Asset Publisher

Translation and Impact

“Voices for Health” Kicks Off with a Focus on Climate Action

Eliane Brum, Jonathan Watts, and Fernando Valladares open the new discussion series organized by ISGlobal and the ”la Caixa” Foundation.

17.06.2025
Voces para la Salud: Narrativas y Acción frente al Cambio Climático
Photo: From left to right: Rafael Vilasanjuan, Fernando Valladares, Eliane Brum, and Jonathan Watts. Bottom right, Iván Zahinos.

“We need to reclaim life, the immense force that is life,” repeated Amazon-focused documentary filmmaker Eliane Brum during the opening conference of the series “Voices for Health: Narratives and Action in the Face of Climate Change.” And that word “life,” emphatically pronounced in her Brazilian Portuguese and understood by her as “something collective,” resonated like a heartbeat in the Palau Macaya hall in Barcelona, where around a hundred people had gathered. The event, held on June 11 and organized by Fundación "la Caixa" and ISGlobal, invited collective reflection on the urgent transformations required by the current climate crisis. “Hope is overrated, just like happiness once was: what we need is the will to live,” Brum continued.

Joining her in the discussion were Fernando Valladares, researcher, biologist, and ecologist at the CSIC and associate professor at URJC; Jonathan Watts, journalist and environment editor at The Guardian; and Rafa Vilasanjuan, Director of Policy and Global Development at ISGlobal, who moderated the event.

This was the first in a series of events over the next six months that aim to promote a plural, open, and action-oriented conversation. Structured into three thematic blocks, each will consist of an inspiring open session, three closed workshops, and a final public conference where the proposals resulting from the reflections will be presented.

From the Heart of Life

Fernando Valladares emphasized the need to take a public stand in a reality that no longer allows for passivity or neutrality: “It is time to take a stand in our daily lives.” According to the scientist, “denialism is a symptom of a civilization on the brink of collapse,” and “there is no room left for the silent majority.”

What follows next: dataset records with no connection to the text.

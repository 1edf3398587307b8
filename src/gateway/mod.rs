//! Gemini API ゲートウェイ
//!
//! リクエスト構築は共通ライブラリ、送信は `Transport` に任せる。
//! 画像が空の場合はリクエストを作る段階で失敗するので通信は発生しない。

mod transport;

pub use transport::{HttpTransport, Transport};

use crate::error::Result;
use optical_caliper_common::{
    build_analysis_request, build_blueprint_request, extract_inline_image,
    interpret_analysis_response, AnalysisResult, BlueprintImage, ModelSettings, UploadedImage,
};
use tracing::{debug, info};

pub struct Gateway<T: Transport = HttpTransport> {
    transport: T,
    settings: ModelSettings,
}

impl<T: Transport> Gateway<T> {
    pub fn new(transport: T, settings: ModelSettings) -> Self {
        Self { transport, settings }
    }

    pub fn transport(&self) -> &T {
        &self.transport
    }

    pub fn transport_mut(&mut self) -> &mut T {
        &mut self.transport
    }

    pub fn settings(&self) -> &ModelSettings {
        &self.settings
    }

    /// 寸法解析
    ///
    /// 目視計測と公式値検索を1回のリクエストで行い、構造化JSONを返す
    pub async fn analyze(&self, images: &[UploadedImage]) -> Result<AnalysisResult> {
        let request = build_analysis_request(images, &self.settings)?;
        let model = &self.settings.analysis_model;
        info!(images = images.len(), %model, "寸法解析を開始");
        debug!(
            payload_bytes = images.iter().map(|i| i.base64_data().len()).sum::<usize>(),
            "画像ペイロード"
        );

        let response = self.transport.generate_content(model, &request).await?;
        let result = interpret_analysis_response(&response)?;

        info!(
            name = %result.identified_name,
            dimensions = result.dimensions.len(),
            "寸法解析が完了"
        );
        Ok(result)
    }

    /// 図面生成
    ///
    /// `prior` があれば表示中の寸法値を図面ラベルに固定する
    pub async fn generate_blueprint(
        &self,
        images: &[UploadedImage],
        prior: Option<&AnalysisResult>,
    ) -> Result<BlueprintImage> {
        let request = build_blueprint_request(images, prior, &self.settings)?;
        let model = &self.settings.blueprint_model;
        info!(
            images = images.len(),
            %model,
            with_prior = prior.is_some(),
            "図面生成を開始"
        );

        let response = self.transport.generate_content(model, &request).await?;
        let image = extract_inline_image(&response)?;

        info!(mime = %image.mime_type, "図面生成が完了");
        Ok(image)
    }
}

British journalist Jonathan Watts agreed on the need to go further: “Everyone can do something. Do what you can… and a little bit more.” Author of a recent book on James Lovelock, father of the Gaia theory, Watts expressed strong belief in the power of storytelling but was also critical of contemporary journalism: “We need to change the narrative; we must be more radical, because journalism can also become an extractive industry.”

In this spirit, Watts and Brum, who share their lives in the devastated Amazonian town of Altamira, founded the journalism platform SUMAÚMA to tell stories from ‘the center of the world’, always from the perspective of the forest and its peoples, with an editorial team increasingly made up of journalists from the rainforest. “We want to do more than we have done so far.” Brum, also the author of the book The Amazon, concluded: “To live is to fight — we must understand this.”

The event closed with the screening of the documentary Don Benjamín, produced by medicusmundi Mediterrània and presented by its creator, Iván Zahinos. The film explores the intimate relationship between a Bolivian Amazon farmer and nature, and his efforts to reforest the ravaged jungle.

The next open conference will take place on June 25 at the Palau Macaya in Barcelona.